Psychologists such as Laurence Steinberg of Temple University and Edward Zigler of Yale University agree that the key to reducing violence by youth is good parenting. Children who are raised with warmth and firmness and are encouraged to be autonomous are unlikely to develop violent behavior. Given that violence prevention or intervention programs must start early, be long term, and be comprehensive, what role can schools play?

For the past three years, a national coalition of law-related education projects, working under the rubric Youth for Justice, has been trying to answer that question. With funding from the U.S. Department of Justice's Office of Juvenile Justice and Delinquency Prevention, organizations in the coalition have designed and implemented school-based programs at the elementary and high school level to test the following hypothesis:

Increasing student affinity for social institutions, such as law, government and community, in combination with increased cognitive and social skills in those areas, will result in changes in student beliefs and actions.
As is often the case, resources were too limited to allow research results based on perfectly parallel sites and/or longitudinal data collection. The project coordinators chose an approach that used:

1 standard research practices to guide program definition, site selection, the limitation of variables, and other factors;
2 existing violence prevention research to indicate both the scope of the problem and promising elements to be included in the curriculum;
3 integration of the project into the social studies curriculum with special attention to professional development literature to enhance teacher involvement; and
4 participation of a research team to guide both implementation and evaluation.
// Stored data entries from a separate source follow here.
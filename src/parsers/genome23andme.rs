// ==============================================================================
// genome23andme.rs - 23andMe-style Raw Data Parser
// ==============================================================================
// Description: Parser for tab-delimited four-column raw genome exports
// Author: Matt Barham
// Created: 2025-11-04
// Modified: 2026-10-16
// Version: 2.0.0
// ==============================================================================
// Format: Tab-delimited text with header comments
// Example:
//   # rsid    chromosome    position    genotype
//   rs548049170    1    69869    TT
//   rs13328684    1    74792    --
//   rs9283150    1    565508    AA
//
// The same layout is used by LivingDNA, Genes for Good, DNA.Land and
// tellmeGen; only the source label differs.
// ==============================================================================

use std::collections::HashSet;

use crate::models::{Genotype, VariantRecord, VariantTable};
use crate::parsers::{is_numeric, parse_chromosome, parse_position, RecordError, TableBuilder};

/// Parse a four-column export, labelling the table with `source`
///
/// Lines starting with '#' are comments. A first data line whose position
/// column is not numeric is treated as a column header. Lines that fail to
/// parse are skipped individually.
pub fn parse(text: &str, source: &str, rsids: Option<&HashSet<String>>) -> VariantTable {
    let mut builder = TableBuilder::new(source, rsids);
    let mut seen_data = false;

    for (idx, line) in text.lines().enumerate() {
        let line_number = idx + 1;
        let trimmed = line.trim();

        // Skip comment lines (start with '#')
        if trimmed.starts_with('#') || trimmed.is_empty() {
            continue;
        }

        let fields = split_fields(line);

        if !seen_data {
            seen_data = true;
            if fields.len() >= 3 && !is_numeric(fields[2]) {
                continue;
            }
        }

        match parse_line(&fields) {
            Ok(record) => builder.push(record),
            Err(e) => builder.malformed(line_number, &e),
        }
    }

    builder.finish(None, false)
}

/// Tab-delimited, falling back to whitespace for hand-edited files
fn split_fields(line: &str) -> Vec<&str> {
    let fields: Vec<&str> = line.split('\t').collect();
    if fields.len() >= 4 {
        fields
    } else {
        line.split_whitespace().collect()
    }
}

/// Parse a single data line
fn parse_line(fields: &[&str]) -> Result<VariantRecord, RecordError> {
    if fields.len() < 4 {
        return Err(RecordError::FieldCount {
            expected: 4,
            found: fields.len(),
        });
    }

    let rsid = fields[0].trim();
    if rsid.is_empty() {
        return Err(RecordError::MissingField("rsid"));
    }

    Ok(VariantRecord {
        rsid: rsid.to_string(),
        chromosome: parse_chromosome(fields[1])?,
        position: parse_position(fields[2])?,
        genotype: Genotype::parse(fields[3]),
    })
}

#[cfg(test)]
mod tests {
    use super::*;
    use crate::models::Chromosome;

    #[test]
    fn test_parse_valid_file() {
        let contents = "\
# rsid\tchromosome\tposition\tgenotype
rs548049170\t1\t69869\tTT
rs13328684\t1\t74792\t--
rs9283150\t1\t565508\tAA
rs12345678\t2\t100000\tAG
";
        let table = parse(contents, "23andMe", None);

        assert_eq!(table.len(), 4);
        assert_eq!(table.source, "23andMe");

        // Check first record
        assert_eq!(table.records[0].rsid, "rs548049170");
        assert_eq!(table.records[0].chromosome, Chromosome::Autosome(1));
        assert_eq!(table.records[0].position, 69869);
        assert_eq!(table.records[0].genotype.as_ref().unwrap().as_str(), "TT");

        // Check no-call record
        assert!(table.records[1].genotype.is_none());

        // Check chromosome 2 record
        assert_eq!(table.records[3].chromosome, Chromosome::Autosome(2));
        assert_eq!(table.records[3].genotype.as_ref().unwrap().as_str(), "AG");
    }

    #[test]
    fn test_malformed_lines_are_skipped() {
        let contents = "\
# rsid\tchromosome\tposition\tgenotype
rs1\t1\t101\tAA
rs2\t1\t102
rs3\t1\tNOT_A_NUMBER\tTT
rs4\tGL000192.1\t104\tCC
rs5\t1\t105\tGG
";
        let table = parse(contents, "23andMe", None);

        assert_eq!(table.len(), 2);
        assert_eq!(table.records[0].rsid, "rs1");
        assert_eq!(table.records[1].rsid, "rs5");
    }

    #[test]
    fn test_only_comments_yields_labelled_empty_table() {
        let contents = "\
# rsid\tchromosome\tposition\tgenotype
# Just comments, no data
";
        let table = parse(contents, "23andMe", None);
        assert!(table.is_empty());
        assert_eq!(table.source, "23andMe");
    }

    #[test]
    fn test_whitespace_handling() {
        let contents = "\
# rsid\tchromosome\tposition\tgenotype
  rs548049170  \t  1  \t  69869  \t  TT
";
        let table = parse(contents, "23andMe", None);
        assert_eq!(table.len(), 1);
        assert_eq!(table.records[0].rsid, "rs548049170");
        assert_eq!(table.records[0].chromosome, Chromosome::Autosome(1));
        assert_eq!(table.records[0].position, 69869);
        assert_eq!(table.records[0].genotype.as_ref().unwrap().as_str(), "TT");
    }

    #[test]
    fn test_mixed_chromosomes() {
        let contents = "\
# rsid\tchromosome\tposition\tgenotype
rs1\t1\t100\tAA
rs2\tX\t200\tA
rs3\t10\t300\tGG
rs4\tY\t400\tT
rs5\t22\t500\tCC
rs6\tMT\t600\tA
";
        let table = parse(contents, "23andMe", None);
        assert_eq!(table.len(), 6);

        // Verify chromosome values are normalized correctly
        assert_eq!(table.records[0].chromosome, Chromosome::Autosome(1));
        assert_eq!(table.records[1].chromosome, Chromosome::X);
        assert_eq!(table.records[2].chromosome, Chromosome::Autosome(10));
        assert_eq!(table.records[3].chromosome, Chromosome::Y);
        assert_eq!(table.records[4].chromosome, Chromosome::Autosome(22));
        assert_eq!(table.records[5].chromosome, Chromosome::MT);

        // Haploid calls keep a single allele
        assert!(table.records[1].genotype.as_ref().unwrap().is_haploid());
    }

    #[test]
    fn test_uncommented_header_line() {
        let contents = "\
rsid\tChromosome\tposition\tgenotype
rs1\t23\t100\tAA
rs2\t26\t200\tC
";
        let table = parse(contents, "tellmeGen", None);
        assert_eq!(table.len(), 2);
        assert_eq!(table.records[0].chromosome, Chromosome::X);
        assert_eq!(table.records[1].chromosome, Chromosome::MT);
    }

    #[test]
    fn test_rsid_filter() {
        let contents = "rs1\t1\t100\tAA\nrs2\t1\t200\tCC\nrs3\t1\t300\tGG\n";
        let filter: HashSet<String> = ["rs2".to_string()].into_iter().collect();
        let table = parse(contents, "DNA.Land", Some(&filter));
        assert_eq!(table.len(), 1);
        assert_eq!(table.records[0].rsid, "rs2");
    }
}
This article reports on the programs developed for fifth graders in Chicago and Los Angeles. This is a work in progress. Preliminary results from the first year of implementation were used to reshape and revise some aspects of the project, which was awarded limited, continued funding based on early findings. The following is an overview of the problem, the research base, the project design, and the evaluation methodology.

The Problem
Three findings about the extent of violence by and against youth are among the most significant in suggesting the urgency and importance of developing comprehensive, cognitive, school-based interventions:
1 Youth experience violence in places familiar to them, such as in and around schools. According to National Crime Victimization Surveys for 1985 to 1988, 37% of violent victimization of youth between 12 and 15 years of age occurred at school.2
2 There is a substantial increase in the violence victimization rates for adolescents.3 There were more than 1.55 million violent crimes committed against youth aged 12 to 17 in 1992, a 25% increase since 1988.4
3 About the same proportion of youth are committing serious violent offenses today as in 1980. However, today's violent acts are more lethal, and can result in serious injury or death.5 Between 1988 and 1992, juvenile arrests for murder increased by 51%, compared to 9% for adults.6

Two reports on youth violence published by the National Institute of Justice indicate the extent of violence in the schools. In one study of inner-city high schools in four states, 80% of student respondents reported that other students carried weapons to school, while 66% of respondents said they personally knew someone who carried weapons to school.7 In schools described as particularly troubled, one in five students had been shot at, stabbed or otherwise injured with a weapon at or en route to school.8 In a second study of students from nine high schools, 39% reported being in a situation that might have led to a fight in the previous week.9 Nineteen percent reported carrying a gun at least once during a six month period.10

The American Psychological Association Commission on Violence and Youth, in its 1993 report titled Violence and Youth: Psychology's Response, confirms the evidence that the intensity of violence involving children and youth has increased dramatically, and that children are becoming involved in violence at an early age.11 Further, the APA report's identification of familial, societal, historical, and school factors as contributors to youth violence suggests that the causes of youth violence are both varied and complex.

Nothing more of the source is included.